The first hospital in Stark County to receive the American College of Surgeons’ full three-year approval for its cancer program, Mercy holds a three-year reaccreditation with commendation, a distinction earned by only one out of every four hospitals surveyed. This designation ensures that every Mercy cancer patient will receive the very best treatment without ever leaving home.
In addition, the center focuses on care for the whole person, providing support groups and complementary medicine services that nurture and support cancer patients and their families.
State-of-the-Art Diagnostic Radiology
Mercy was the first in the area to offer PET/CT scans via mobile service and now is the only facility in Stark County to offer PET/ CT scans daily and on site.

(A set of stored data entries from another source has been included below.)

//! # Reconciliation API Handlers

use axum::{
    extract::{Path, Query, State, rejection::JsonRejection},
    http::StatusCode,
    response::Json,
};
use serde::Deserialize;
use utoipa::{IntoParams, ToSchema};
use uuid::Uuid;

use crate::auth::{OperatorAuth, TenantExtension};
use crate::error::ApiError;
use crate::handlers::types::{PageQuery, parse_optional, parse_uuid};
use crate::models::discrepancy::{DiscrepancyInfo, DiscrepancyKind, ResolutionState};
use crate::models::reconciliation_job::{ReconciliationJobInfo, ReconciliationType};
use crate::reconciliation::{DiscrepancyFilter, ReconciliationRequest};
use crate::server::AppState;

/// Request body for starting a reconciliation run
#[derive(Debug, Deserialize, ToSchema)]
pub struct StartReconciliationBody {
    pub connection_id: Uuid,
    pub reconciliation_type: ReconciliationType,
    /// Record discrepancies only; defaults to true
    #[serde(default = "default_dry_run")]
    pub dry_run: bool,
    /// Converge internal state to the marketplace when not a dry run
    #[serde(default)]
    pub auto_repair: bool,
    /// Re-read marketplace inventory before comparing
    #[serde(default)]
    pub live_refresh: bool,
}

fn default_dry_run() -> bool {
    true
}

#[derive(Debug, Default, Deserialize, ToSchema)]
pub struct ResolutionBody {
    #[serde(default)]
    pub note: Option<String>,
}

#[derive(Debug, Default, Deserialize, IntoParams)]
#[into_params(parameter_in = Query)]
pub struct ListReconciliationsQuery {
    /// Filter by connection ID (UUID)
    pub connection_id: Option<String>,
    pub limit: Option<u64>,
    pub offset: Option<u64>,
}

#[derive(Debug, Default, Deserialize, IntoParams)]
#[into_params(parameter_in = Query)]
pub struct DiscrepancyQuery {
    /// QUANTITY_MISMATCH, MISSING or ORPHAN
    pub kind: Option<String>,
    /// unresolved, resolved, ignored or auto_fixed
    pub state: Option<String>,
}

/// Start a reconciliation run in the background
#[utoipa::path(
    post,
    path = "/api/v1/reconciliations",
    security(("bearer_auth" = [])),
    params(crate::handlers::TenantHeader),
    request_body = StartReconciliationBody,
    responses(
        (status = 202, description = "Run created and started", body = ReconciliationJobInfo),
        (status = 400, description = "Invalid request", body = ApiError),
        (status = 404, description = "Connection not found", body = ApiError)
    ),
    tag = "reconciliation"
)]
pub async fn start_reconciliation(
    State(state): State<AppState>,
    _operator_auth: OperatorAuth,
    tenant: TenantExtension,
    payload: Result<Json<StartReconciliationBody>, JsonRejection>,
) -> Result<(StatusCode, Json<ReconciliationJobInfo>), ApiError> {
    let Json(body) = payload?;

    let mut request = ReconciliationRequest::new(tenant.id(), body.connection_id, body.reconciliation_type);
    request.dry_run = body.dry_run;
    request.auto_repair = body.auto_repair;
    request.live_refresh = body.live_refresh;

    let job = state.reconciliation.start(request).await?;
    Ok((StatusCode::ACCEPTED, Json(job.into())))
}

/// List reconciliation runs, newest first
#[utoipa::path(
    get,
    path = "/api/v1/reconciliations",
    security(("bearer_auth" = [])),
    params(crate::handlers::TenantHeader, ListReconciliationsQuery),
    responses(
        (status = 200, description = "Reconciliation runs", body = [ReconciliationJobInfo]),
        (status = 400, description = "Invalid query parameters", body = ApiError)
    ),
    tag = "reconciliation"
)]
pub async fn list_reconciliations(
    State(state): State<AppState>,
    _operator_auth: OperatorAuth,
    tenant: TenantExtension,
    Query(params): Query<ListReconciliationsQuery>,
) -> Result<Json<Vec<ReconciliationJobInfo>>, ApiError> {
    let (limit, offset) = PageQuery {
        limit: params.limit,
        offset: params.offset,
    }
    .resolve()?;
    let connection_id = parse_uuid("connection_id", params.connection_id.as_deref())?;

    let jobs = state
        .reconciliation
        .list(tenant.id(), connection_id, Some(limit), Some(offset))
        .await?;
    Ok(Json(jobs.into_iter().map(ReconciliationJobInfo::from).collect()))
}

#[utoipa::path(
    get,
    path = "/api/v1/reconciliations/{job_id}",
    security(("bearer_auth" = [])),
    params(crate::handlers::TenantHeader, ("job_id" = Uuid, Path, description = "Reconciliation run id")),
    responses(
        (status = 200, description = "Reconciliation run", body = ReconciliationJobInfo),
        (status = 404, description = "Run not found", body = ApiError)
    ),
    tag = "reconciliation"
)]
pub async fn get_reconciliation(
    State(state): State<AppState>,
    _operator_auth: OperatorAuth,
    tenant: TenantExtension,
    Path(job_id): Path<Uuid>,
) -> Result<Json<ReconciliationJobInfo>, ApiError> {
    let job = state.reconciliation.get(tenant.id(), job_id).await?;
    Ok(Json(job.into()))
}

/// Discrepancies recorded by one run
#[utoipa::path(
    get,
    path = "/api/v1/reconciliations/{job_id}/discrepancies",
    security(("bearer_auth" = [])),
    params(
        crate::handlers::TenantHeader,
        ("job_id" = Uuid, Path, description = "Reconciliation run id"),
        DiscrepancyQuery
    ),
    responses(
        (status = 200, description = "Discrepancies", body = [DiscrepancyInfo]),
        (status = 400, description = "Invalid filter", body = ApiError),
        (status = 404, description = "Run not found", body = ApiError)
    ),
    tag = "reconciliation"
)]
pub async fn list_discrepancies(
    State(state): State<AppState>,
    _operator_auth: OperatorAuth,
    tenant: TenantExtension,
    Path(job_id): Path<Uuid>,
    Query(params): Query<DiscrepancyQuery>,
) -> Result<Json<Vec<DiscrepancyInfo>>, ApiError> {
    let filter = DiscrepancyFilter {
        kind: parse_optional::<DiscrepancyKind>(
            "kind",
            params.kind.as_deref(),
            "Must be one of: QUANTITY_MISMATCH, MISSING, ORPHAN",
        )?,
        state: parse_optional::<ResolutionState>(
            "state",
            params.state.as_deref(),
            "Must be one of: unresolved, resolved, ignored, auto_fixed",
        )?,
    };

    let discrepancies = state
        .reconciliation
        .discrepancies(tenant.id(), job_id, &filter)
        .await?;
    Ok(Json(discrepancies.into_iter().map(DiscrepancyInfo::from).collect()))
}

#[utoipa::path(
    post,
    path = "/api/v1/discrepancies/{discrepancy_id}/resolve",
    security(("bearer_auth" = [])),
    params(crate::handlers::TenantHeader, ("discrepancy_id" = Uuid, Path, description = "Discrepancy id")),
    request_body = ResolutionBody,
    responses(
        (status = 200, description = "Discrepancy resolved", body = DiscrepancyInfo),
        (status = 404, description = "Discrepancy not found", body = ApiError),
        (status = 409, description = "Discrepancy is no longer unresolved", body = ApiError)
    ),
    tag = "reconciliation"
)]
pub async fn resolve_discrepancy(
    State(state): State<AppState>,
    _operator_auth: OperatorAuth,
    tenant: TenantExtension,
    Path(discrepancy_id): Path<Uuid>,
    payload: Result<Json<ResolutionBody>, JsonRejection>,
) -> Result<Json<DiscrepancyInfo>, ApiError> {
    let Json(body) = payload?;
    let discrepancy = state
        .reconciliation
        .resolve_discrepancy(tenant.id(), discrepancy_id, body.note)
        .await?;
    Ok(Json(discrepancy.into()))
}

#[utoipa::path(
    post,
    path = "/api/v1/discrepancies/{discrepancy_id}/ignore",
    security(("bearer_auth" = [])),
    params(crate::handlers::TenantHeader, ("discrepancy_id" = Uuid, Path, description = "Discrepancy id")),
    request_body = ResolutionBody,
    responses(
        (status = 200, description = "Discrepancy ignored", body = DiscrepancyInfo),
        (status = 404, description = "Discrepancy not found", body = ApiError),
        (status = 409, description = "Discrepancy is no longer unresolved", body = ApiError)
    ),
    tag = "reconciliation"
)]
pub async fn ignore_discrepancy(
    State(state): State<AppState>,
    _operator_auth: OperatorAuth,
    tenant: TenantExtension,
    Path(discrepancy_id): Path<Uuid>,
    payload: Result<Json<ResolutionBody>, JsonRejection>,
) -> Result<Json<DiscrepancyInfo>, ApiError> {
    let Json(body) = payload?;
    let discrepancy = state
        .reconciliation
        .ignore_discrepancy(tenant.id(), discrepancy_id, body.note)
        .await?;
    Ok(Json(discrepancy.into()))
}
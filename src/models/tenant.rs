//! Tenant entity model
//!
//! Every connection, job, ledger row and mapping is owned by exactly one tenant.

use sea_orm::ActiveModelBehavior;
use sea_orm::entity::prelude::*;
use sea_orm::prelude::DateTimeWithTimeZone;

#[derive(Clone, Debug, PartialEq, Eq, DeriveEntityModel)]
#[sea_orm(table_name = "tenants")]
pub struct Model {
    #[sea_orm(primary_key, auto_increment = false)]
    pub id: Uuid,

    /// Display name for the tenant (optional)
    pub name: Option<String>,

    pub created_at: DateTimeWithTimeZone,
}

#[derive(Copy, Clone, Debug, EnumIter, DeriveRelation)]
pub enum Relation {
    #[sea_orm(has_many = "super::marketplace_connection::Entity")]
    MarketplaceConnection,
}

impl Related<super::marketplace_connection::Entity> for Entity {
    fn to() -> RelationDef {
        Relation::MarketplaceConnection.def()
    }
}

impl ActiveModelBehavior for ActiveModel {}
impl WebhookService {
    pub fn new(
        db: DatabaseConnection,
        factory: AdapterFactory,
        guard: Arc<EventOrderingGuard>,
        orchestrator: JobOrchestrator,
        config: WebhookConfig,
    ) -> (Self, WebhookReceiver) {
        let (sender, receiver) = mpsc::channel(config.queue_capacity.max(1));
        let service = Self {
            inner: Arc::new(ServiceInner {
                connections: ConnectionRepository::new(db.clone()),
                db,
                factory,
                guard,
                orchestrator,
                config,
                sender,
            }),
        };
        (service, WebhookReceiver(receiver))
    }

    /// Verifies, parses, deduplicates and stores one delivery, then queues it.
    #[instrument(skip(self, headers, body), fields(marketplace = %marketplace))]
    pub async fn ingest(
        &self,
        marketplace: MarketplaceType,
        headers: &HeaderMap,
        body: &[u8],
    ) -> Result<IngestResult, WebhookError> {
        let names = header_names(marketplace);
        let store_id = header(headers, names.store_id).ok_or(WebhookError::MissingHeader(names.store_id))?;
        let connection = self
            .inner
            .connections
            .find_by_store(marketplace, store_id)
            .await?
            .ok_or_else(|| WebhookError::UnknownStore {
                marketplace,
                store_id: store_id.to_string(),
            })?;

        let secret = connection
            .webhook_secret
            .as_deref()
            .filter(|secret| !secret.is_empty())
            .ok_or(WebhookError::MissingSecret(connection.id))?;
        let signature = header(headers, names.signature).ok_or(WebhookError::MissingHeader(names.signature))?;

        let adapter = self
            .inner
            .factory
            .create_uninitialized(marketplace)
            .map_err(|err| WebhookError::Unsupported(err.to_string()))?;
        if !adapter.verify_webhook(body, signature, secret) {
            counter!("webhooks_rejected_total", "reason" => "signature").increment(1);
            warn!(connection_id = %connection.id, "webhook signature mismatch");
            return Err(WebhookError::InvalidSignature);
        }

        let context = WebhookContext {
            topic: header(headers, names.topic).map(str::to_string),
            delivery_id: header(headers, names.delivery_id).map(str::to_string),
        };
        let event = adapter
            .parse_webhook(body, &context)
            .map_err(|err| WebhookError::Parse(err.to_string()))?;

        let idempotency_key = format!("{}-{}", marketplace, event.event_id);
        if let Some(existing) = self.find_by_key(&idempotency_key).await? {
            counter!("webhooks_duplicate_total").increment(1);
            return Ok(IngestResult {
                webhook_event_id: existing.id,
                status: IngestStatus::Duplicate,
            });
        }

        let now = Utc::now().fixed_offset();
        let inserted = webhook_event::ActiveModel {
            id: Set(Uuid::new_v4()),
            tenant_id: Set(connection.tenant_id),
            connection_id: Set(connection.id),
            marketplace_type: Set(marketplace.as_str().to_string()),
            idempotency_key: Set(idempotency_key.clone()),
            event_id: Set(event.event_id.clone()),
            event_type: Set(event.event_type.clone()),
            resource_type: Set(event.resource_type.as_str().to_string()),
            resource_id: Set(event.resource_id.clone()),
            version: Set(event.version),
            event_time: Set(event.timestamp.fixed_offset()),
            payload: Set(Some(event.payload.clone())),
            status: Set(STATUS_PENDING.to_string()),
            processed: Set(false),
            retry_count: Set(0),
            max_retries: Set(self.inner.config.max_retries),
            processing_error: Set(None),
            sync_job_id: Set(None),
            processed_at: Set(None),
            created_at: Set(now),
            updated_at: Set(now),
        }
        .insert(&self.inner.db)
        .await;

        let row = match inserted {
            Ok(row) => row,
            Err(err) if crate::error::is_unique_violation(&err) => {
                let existing = self
                    .find_by_key(&idempotency_key)
                    .await?
                    .ok_or(WebhookError::Database(err))?;
                return Ok(IngestResult {
                    webhook_event_id: existing.id,
                    status: IngestStatus::Duplicate,
                });
            }
            Err(err) => return Err(err.into()),
        };

        counter!("webhooks_received_total", "marketplace" => marketplace.as_str()).increment(1);
        info!(
            webhook_event_id = %row.id,
            event_id = %row.event_id,
            event_type = %row.event_type,
            connection_id = %row.connection_id,
            "webhook accepted"
        );

        let status = match self.inner.sender.try_send(row.id) {
            Ok(()) => IngestStatus::Queued,
            Err(err) => {
                warn!(webhook_event_id = %row.id, error = %err, "webhook queue unavailable; deferring to retry sweep");
                IngestStatus::Deferred
            }
        };
        Ok(IngestResult {
            webhook_event_id: row.id,
            status,
        })
    }

    async fn find_by_key(&self, key: &str) -> Result<Option<webhook_event::Model>, DbErr> {
        WebhookEvent::find()
            .filter(webhook_event::Column::IdempotencyKey.eq(key))
            .one(&self.inner.db)
            .await
    }

    pub async fn get(&self, tenant_id: Uuid, id: Uuid) -> Result<webhook_event::Model, WebhookError> {
        WebhookEvent::find_by_id(id)
            .filter(webhook_event::Column::TenantId.eq(tenant_id))
            .one(&self.inner.db)
            .await?
            .ok_or(WebhookError::NotFound(id))
    }

    /// Starts `workers` tasks draining the queue until `shutdown` fires or
    /// every sender is dropped.
    pub fn spawn_workers(&self, receiver: WebhookReceiver, shutdown: CancellationToken) -> Vec<JoinHandle<()>> {
        let receiver = Arc::new(AsyncMutex::new(receiver.0));
        (0..self.inner.config.workers.max(1))
            .map(|worker| {
                let service = self.clone();
                let receiver = receiver.clone();
                let shutdown = shutdown.clone();
                tokio::spawn(
                    async move {
                        debug!("webhook worker started");
                        loop {
                            let next = tokio::select! {
                                _ = shutdown.cancelled() => None,
                                id = async { receiver.lock().await.recv().await } => id,
                            };
                            let Some(id) = next else { break };
                            if let Err(err) = service.process(id).await {
                                error!(webhook_event_id = %id, error = %err, "webhook processing errored");
                            }
                        }
                        debug!("webhook worker stopped");
                    }
                    .instrument(info_span!("webhook_worker", worker)),
                )
            })
            .collect()
    }

    /// Processes one stored event and records its outcome on the row.
    #[instrument(skip(self), fields(webhook_event_id = %id))]
    pub async fn process(&self, id: Uuid) -> Result<WebhookOutcome, WebhookError> {
        let row = WebhookEvent::find_by_id(id)
            .one(&self.inner.db)
            .await?
            .ok_or(WebhookError::NotFound(id))?;
        if row.processed {
            debug!(status = %row.status, "webhook already processed");
            return Ok(parse_outcome(&row.status).unwrap_or(WebhookOutcome::Processed));
        }

        let Some(domain) = resource_domain(&row.resource_type) else {
            self.finish(&row, WebhookOutcome::Ignored, None, None).await?;
            return Ok(WebhookOutcome::Ignored);
        };

        let event = OrderedEvent {
            tenant_id: row.tenant_id,
            entity_type: row.resource_type.clone(),
            entity_id: row.resource_id.clone().unwrap_or_else(|| row.event_id.clone()),
            event_id: row.event_id.clone(),
            event_time: row.event_time.with_timezone(&Utc),
            version: row.version,
            payload: Some(json!({ "webhook_event_id": row.id })),
        };

        let this = self.clone();
        let target = row.clone();
        let result = self
            .inner
            .guard
            .process_event_with_ordering(&event, move |_| async move {
                this.trigger_sync(&target, domain).await
            })
            .await;

        let outcome = match result {
            Ok(OrderingOutcome::Processed(job_id)) => {
                self.finish(&row, WebhookOutcome::Processed, Some(job_id), None).await?;
                WebhookOutcome::Processed
            }
            Ok(OrderingOutcome::Duplicate) => {
                self.finish(&row, WebhookOutcome::Duplicate, None, None).await?;
                WebhookOutcome::Duplicate
            }
            Ok(OrderingOutcome::Buffered { .. }) => {
                self.finish(&row, WebhookOutcome::OutOfOrder, None, None).await?;
                WebhookOutcome::OutOfOrder
            }
            Err(OrderingError::Processor(err)) => self.record_failure(&row, &format!("{err:#}")).await?,
            Err(err) => {
                self.record_failure(&row, &err.to_string()).await?;
                return Err(err.into());
            }
        };

        counter!("webhooks_processed_total", "outcome" => outcome.as_str()).increment(1);
        Ok(outcome)
    }

    async fn trigger_sync(&self, row: &webhook_event::Model, domain: SyncDomain) -> anyhow::Result<Uuid> {
        let mut request = CreateJobRequest::new(row.tenant_id, row.connection_id, JobType::DeltaSync, domain);
        request.idempotency_key = Some(format!("webhook-{}", row.id));
        request.triggered_by = TriggerSource::Webhook;
        request.created_by = Some("webhook".to_string());
        let created = self.inner.orchestrator.create_job(request).await?;
        Ok(created.job.id)
    }

    async fn finish(
        &self,
        row: &webhook_event::Model,
        outcome: WebhookOutcome,
        sync_job_id: Option<Uuid>,
        error: Option<String>,
    ) -> Result<(), DbErr> {
        let now = Utc::now().fixed_offset();
        WebhookEvent::update_many()
            .col_expr(webhook_event::Column::Status, Expr::value(outcome.as_str()))
            .col_expr(webhook_event::Column::Processed, Expr::value(outcome.is_final()))
            .col_expr(webhook_event::Column::SyncJobId, Expr::value(sync_job_id))
            .col_expr(webhook_event::Column::ProcessingError, Expr::value(error))
            .col_expr(webhook_event::Column::ProcessedAt, Expr::value(now))
            .col_expr(webhook_event::Column::UpdatedAt, Expr::value(now))
            .filter(webhook_event::Column::Id.eq(row.id))
            .exec(&self.inner.db)
            .await?;
        Ok(())
    }

    async fn record_failure(&self, row: &webhook_event::Model, message: &str) -> Result<WebhookOutcome, DbErr> {
        let retry_count = row.retry_count + 1;
        let outcome = if retry_count >= row.max_retries {
            WebhookOutcome::Dead
        } else {
            WebhookOutcome::Failed
        };
        let now = Utc::now().fixed_offset();
        WebhookEvent::update_many()
            .col_expr(webhook_event::Column::Status, Expr::value(outcome.as_str()))
            .col_expr(webhook_event::Column::Processed, Expr::value(outcome.is_final()))
            .col_expr(webhook_event::Column::RetryCount, Expr::value(retry_count))
            .col_expr(webhook_event::Column::ProcessingError, Expr::value(message))
            .col_expr(webhook_event::Column::UpdatedAt, Expr::value(now))
            .filter(webhook_event::Column::Id.eq(row.id))
            .exec(&self.inner.db)
            .await?;
        warn!(retry_count, outcome = %outcome, error = message, "webhook processing failed");
        Ok(outcome)
    }

    /// Re-enqueues unprocessed events whose retry delay has elapsed.
    pub async fn retry_sweep(&self) -> Result<usize, WebhookError> {
        let cutoff = Utc::now() - chrono::Duration::seconds(self.inner.config.retry_delay_seconds as i64);
        let due: Vec<Uuid> = WebhookEvent::find()
            .select_only()
            .column(webhook_event::Column::Id)
            .filter(webhook_event::Column::Processed.eq(false))
            .filter(Expr::col(webhook_event::Column::RetryCount).lt(Expr::col(webhook_event::Column::MaxRetries)))
            .filter(webhook_event::Column::UpdatedAt.lte(cutoff.fixed_offset()))
            .order_by_asc(webhook_event::Column::CreatedAt)
            .limit(self.inner.config.queue_capacity as u64)
            .into_tuple()
            .all(&self.inner.db)
            .await?;

        let mut queued = 0;
        for id in due {
            if self.inner.sender.try_send(id).is_err() {
                break;
            }
            queued += 1;
        }
        gauge!("webhook_retry_queued").set(queued as f64);
        if queued > 0 {
            info!(queued, "re-enqueued webhook events for retry");
        }
        Ok(queued)
    }

    /// Replays buffered out-of-order events that have become applicable.
    pub async fn replay_out_of_order(&self) -> Result<ReplayStats, WebhookError> {
        let this = self.clone();
        let stats = self
            .inner
            .guard
            .process_pending_out_of_order_events(move |event| {
                let this = this.clone();
                async move { this.replay_one(event).await }
            })
            .await?;
        Ok(stats)
    }

    async fn replay_one(&self, event: OrderedEvent) -> anyhow::Result<()> {
        let id = event
            .payload
            .as_ref()
            .and_then(|payload| payload.get("webhook_event_id"))
            .and_then(|value| value.as_str())
            .and_then(|value| Uuid::parse_str(value).ok())
            .ok_or_else(|| anyhow::anyhow!("buffered event {} has no webhook reference", event.event_id))?;
        let row = WebhookEvent::find_by_id(id)
            .one(&self.inner.db)
            .await?
            .ok_or_else(|| anyhow::anyhow!("webhook event {id} no longer exists"))?;
        let domain = resource_domain(&row.resource_type)
            .ok_or_else(|| anyhow::anyhow!("webhook event {id} has no sync domain"))?;

        let job_id = self.trigger_sync(&row, domain).await?;
        self.finish(&row, WebhookOutcome::Processed, Some(job_id), None).await?;
        Ok(())
    }
}
//! # Reconciliation Engine
//!
//! Compares internal state (mappings, canonical records, ledger rows) against
//! what the marketplace last reported and records each difference as a
//! discrepancy. Auto-repair converges inventory to the external quantity
//! through the ledger; dry runs never mutate inventory or mappings.

use std::collections::HashMap;
use std::sync::Arc;

use chrono::{DateTime, Utc};
use metrics::counter;
use sea_orm::sea_query::Expr;
use sea_orm::{
    ActiveModelTrait, ColumnTrait, DatabaseConnection, DbErr, EntityTrait, PaginatorTrait,
    QueryFilter, QueryOrder, QuerySelect, Set,
};
use serde_json::json;
use thiserror::Error;
use tracing::{Instrument, debug, error, info, info_span, instrument, warn};
use uuid::Uuid;

use crate::adapters::{AdapterFactory, InventoryLevel, MarketplaceAdapter};
use crate::inventory::{InventoryLedger, LedgerContext, LedgerError, SOURCE_RECONCILIATION};
use crate::models::discrepancy::{
    self, DiscrepancyKind, Entity as Discrepancy, ResolutionState,
};
use crate::models::external_mapping::{self, ENTITY_ORDER, ENTITY_PRODUCT};
use crate::models::marketplace_connection;
use crate::models::reconciliation_job::{
    self, Entity as ReconciliationJob, ReconciliationCounts, ReconciliationType, STATUS_COMPLETED,
    STATUS_FAILED, STATUS_RUNNING,
};
use crate::repositories::{ConnectionRepository, MappingRepository, snapshot_quantity};
use crate::resilience::{BreakerRegistry, Retrier};

const ENTITY_INVENTORY: &str = "inventory";

#[derive(Debug, Error)]
pub enum ReconciliationError {
    #[error("connection {0} not found")]
    ConnectionNotFound(Uuid),
    #[error("reconciliation job {0} not found")]
    JobNotFound(Uuid),
    #[error("discrepancy {0} not found")]
    DiscrepancyNotFound(Uuid),
    #[error("discrepancy {id} is already {state}")]
    DiscrepancyNotUnresolved { id: Uuid, state: String },
    #[error("marketplace error: {0}")]
    Adapter(String),
    #[error("repair left available quantity at {actual}, expected {expected}")]
    RepairIncomplete { expected: i64, actual: i64 },
    #[error(transparent)]
    Ledger(#[from] LedgerError),
    #[error("reconciliation store error: {0}")]
    Database(#[from] DbErr),
}

/// Parameters of one reconciliation run.
#[derive(Debug, Clone)]
pub struct ReconciliationRequest {
    pub tenant_id: Uuid,
    pub connection_id: Uuid,
    pub reconciliation_type: ReconciliationType,
    pub dry_run: bool,
    pub auto_repair: bool,
    /// Re-read external inventory through the adapter before diffing
    pub live_refresh: bool,
    pub triggered_by: String,
}
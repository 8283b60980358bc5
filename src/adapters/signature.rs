//! HMAC-SHA256 webhook signature checks shared by all adapters.

use base64::{Engine as _, engine::general_purpose::STANDARD};
use hmac::{Hmac, Mac};
use sha2::Sha256;
use subtle::ConstantTimeEq;

type HmacSha256 = Hmac<Sha256>;

#[derive(Debug, Clone, Copy, PartialEq, Eq)]
pub enum SignatureEncoding {
    Base64,
    Hex,
}

/// Computes the HMAC of `payload` in the requested encoding.
pub fn sign(payload: &[u8], secret: &str, encoding: SignatureEncoding) -> Option<String> {
    let mut mac = HmacSha256::new_from_slice(secret.as_bytes()).ok()?;
    mac.update(payload);
    let digest = mac.finalize().into_bytes();
    Some(match encoding {
        SignatureEncoding::Base64 => STANDARD.encode(digest),
        SignatureEncoding::Hex => hex::encode(digest),
    })
}

/// Verifies `provided` against the HMAC of `payload` with a constant-time comparison.
/// A `sha256=` prefix on hex signatures is accepted.
pub fn verify_hmac_sha256(
    payload: &[u8],
    secret: &str,
    provided: &str,
    encoding: SignatureEncoding,
) -> bool {
    if secret.is_empty() || provided.is_empty() {
        return false;
    }

    let trimmed = provided.trim();
    let provided_bytes = match encoding {
        SignatureEncoding::Base64 => STANDARD.decode(trimmed).ok(),
        SignatureEncoding::Hex => {
            hex::decode(trimmed.strip_prefix("sha256=").unwrap_or(trimmed)).ok()
        }
    };
    let Some(provided_bytes) = provided_bytes else {
        return false;
    };

    let Ok(mut mac) = HmacSha256::new_from_slice(secret.as_bytes()) else {
        return false;
    };
    mac.update(payload);
    let expected = mac.finalize().into_bytes();

    expected.as_slice().ct_eq(provided_bytes.as_slice()).into()
}
//! JSON-RPC 2.0 over HTTP.
//!
//! # Data Flow
//! ```text
//! relay::BlockEngineClient / ledger::LedgerClient
//!     → client.rs (envelope, id, auth header, uuid query)
//!     → reqwest POST
//!     → result | error object | HTTP status mapped to TransportError
//! ```

pub mod client;

pub use client::{CallOptions, JsonRpcClient, RpcResponse};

A series of X-rays taken along the length of the body, CT scans produce images similar to organ cross-sections, revealing lesions, tumors and metastases. Conversely, PET scans detect metabolic activity using radioactive sugar injections. Because cancer consumes sugar at a high rate, malignant tumors show up on PET scans as bright areas.
The PET/CT scanner, a blended imaging system that combines PET and CT technology into a single imaging system, performs both scans together in about 30 to 45 minutes.
Why a PET/CT scan?
For years, doctors have relied on separate results from CT scans and PET scans to find and diagnose tumors. CT scans can accurately detect nodules and lymph nodes but provide limited information about malignancy. PET scans often cannot show exactly where cancerous tumors are located.
- Combine PET and CT technology into a single imaging system.
- Superimpose the two scans, creating a “fused image” that shows precisely where the cancerous areas are in a patient’s body.
- Can lead to earlier detection and treatment.